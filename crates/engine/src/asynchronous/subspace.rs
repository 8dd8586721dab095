//! Nested views of an async transaction
//!
//! A subspace borrows its root [`AsyncTransaction`] and forwards every read
//! and write under an extra prefix. Like the sync
//! [`TransactionSubspace`](crate::TransactionSubspace) it cannot commit or
//! cancel. The reader and writer views restrict a subspace to one half of
//! its operations for the capability-restricted combinators.

use std::fmt;

use tupledb_core::{prepend, Bounds, KeyValuePair, Result, Tuple, TxId, Value};
use tupledb_storage::AsyncTupleStorage;

use super::AsyncTransaction;
use crate::transaction::strip_rows;
use crate::transaction_ops::single;

/// An async transaction restricted to tuples under `prefix`
pub struct AsyncTransactionSubspace<'a, S: AsyncTupleStorage> {
    tx: &'a mut AsyncTransaction<S>,
    prefix: Tuple,
}

impl<'a, S: AsyncTupleStorage> AsyncTransactionSubspace<'a, S> {
    pub(crate) fn new(tx: &'a mut AsyncTransaction<S>, prefix: Tuple) -> Self {
        Self { tx, prefix }
    }

    /// The root transaction's id
    pub fn id(&self) -> TxId {
        self.tx.id()
    }

    /// The prefix relative to the root transaction
    pub fn prefix(&self) -> &[Value] {
        &self.prefix
    }

    /// A deeper view under `prefix`
    pub fn subspace(&mut self, prefix: Tuple) -> AsyncTransactionSubspace<'_, S> {
        AsyncTransactionSubspace::new(&mut *self.tx, prepend(&self.prefix, prefix))
    }

    /// Rows within `bounds`, with the transaction's writes applied
    pub async fn scan(&mut self, bounds: Bounds) -> Result<Vec<KeyValuePair>> {
        let rows = self.tx.scan(bounds.with_prefix(&self.prefix)).await?;
        Ok(strip_rows(&self.prefix, rows))
    }

    /// The value at `tuple`, if any
    pub async fn get(&mut self, tuple: Tuple) -> Result<Option<Value>> {
        let rows = self.scan(Bounds::point(tuple.clone())).await?;
        single(tuple, rows)
    }

    /// Whether a row exists at `tuple`
    pub async fn exists(&mut self, tuple: Tuple) -> Result<bool> {
        Ok(self.get(tuple).await?.is_some())
    }

    /// Buffer an insert or overwrite
    pub fn set(&mut self, tuple: Tuple, value: Value) -> Result<()> {
        self.tx.set(prepend(&self.prefix, tuple), value)
    }

    /// Buffer a delete
    pub fn remove(&mut self, tuple: Tuple) -> Result<()> {
        self.tx.remove(prepend(&self.prefix, tuple))
    }
}

impl<S: AsyncTupleStorage> fmt::Debug for AsyncTransactionSubspace<'_, S> {
    fn fmt(&self, f: &mut fmt::Formatter<'_>) -> fmt::Result {
        f.debug_struct("AsyncTransactionSubspace")
            .field("tx_id", &self.tx.id())
            .field("prefix", &self.prefix)
            .finish()
    }
}

/// Read-only view handed to [`transactional_read_async`](super::transactional_read_async)
pub struct AsyncTransactionReader<'a, S: AsyncTupleStorage> {
    inner: AsyncTransactionSubspace<'a, S>,
}

impl<'a, S: AsyncTupleStorage> AsyncTransactionReader<'a, S> {
    pub(crate) fn new(tx: &'a mut AsyncTransaction<S>) -> Self {
        Self {
            inner: AsyncTransactionSubspace::new(tx, Vec::new()),
        }
    }

    /// The root transaction's id
    pub fn id(&self) -> TxId {
        self.inner.id()
    }

    /// A read-only view under `prefix`
    pub fn subspace(&mut self, prefix: Tuple) -> AsyncTransactionReader<'_, S> {
        AsyncTransactionReader {
            inner: self.inner.subspace(prefix),
        }
    }

    /// Rows within `bounds`
    pub async fn scan(&mut self, bounds: Bounds) -> Result<Vec<KeyValuePair>> {
        self.inner.scan(bounds).await
    }

    /// The value at `tuple`, if any
    pub async fn get(&mut self, tuple: Tuple) -> Result<Option<Value>> {
        self.inner.get(tuple).await
    }

    /// Whether a row exists at `tuple`
    pub async fn exists(&mut self, tuple: Tuple) -> Result<bool> {
        self.inner.exists(tuple).await
    }
}

impl<S: AsyncTupleStorage> fmt::Debug for AsyncTransactionReader<'_, S> {
    fn fmt(&self, f: &mut fmt::Formatter<'_>) -> fmt::Result {
        f.debug_tuple("AsyncTransactionReader").field(&self.inner).finish()
    }
}

/// Write-only view handed to [`transactional_write_async`](super::transactional_write_async)
pub struct AsyncTransactionWriter<'a, S: AsyncTupleStorage> {
    inner: AsyncTransactionSubspace<'a, S>,
}

impl<'a, S: AsyncTupleStorage> AsyncTransactionWriter<'a, S> {
    pub(crate) fn new(tx: &'a mut AsyncTransaction<S>) -> Self {
        Self {
            inner: AsyncTransactionSubspace::new(tx, Vec::new()),
        }
    }

    /// The root transaction's id
    pub fn id(&self) -> TxId {
        self.inner.id()
    }

    /// A write-only view under `prefix`
    pub fn subspace(&mut self, prefix: Tuple) -> AsyncTransactionWriter<'_, S> {
        AsyncTransactionWriter {
            inner: self.inner.subspace(prefix),
        }
    }

    /// Buffer an insert or overwrite
    pub fn set(&mut self, tuple: Tuple, value: Value) -> Result<()> {
        self.inner.set(tuple, value)
    }

    /// Buffer a delete
    pub fn remove(&mut self, tuple: Tuple) -> Result<()> {
        self.inner.remove(tuple)
    }
}

impl<S: AsyncTupleStorage> fmt::Debug for AsyncTransactionWriter<'_, S> {
    fn fmt(&self, f: &mut fmt::Formatter<'_>) -> fmt::Result {
        f.debug_tuple("AsyncTransactionWriter").field(&self.inner).finish()
    }
}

###

[WHAT TO DO] Copy out each line from the listing that contains the string "only".

[EXERCISE OUTPUT]
/// Read-only view handed to [`transactional_read_async`](super::transactional_read_async)
    /// A read-only view under `prefix`
/// Write-only view handed to [`transactional_write_async`](super::transactional_write_async)
    /// A write-only view under `prefix`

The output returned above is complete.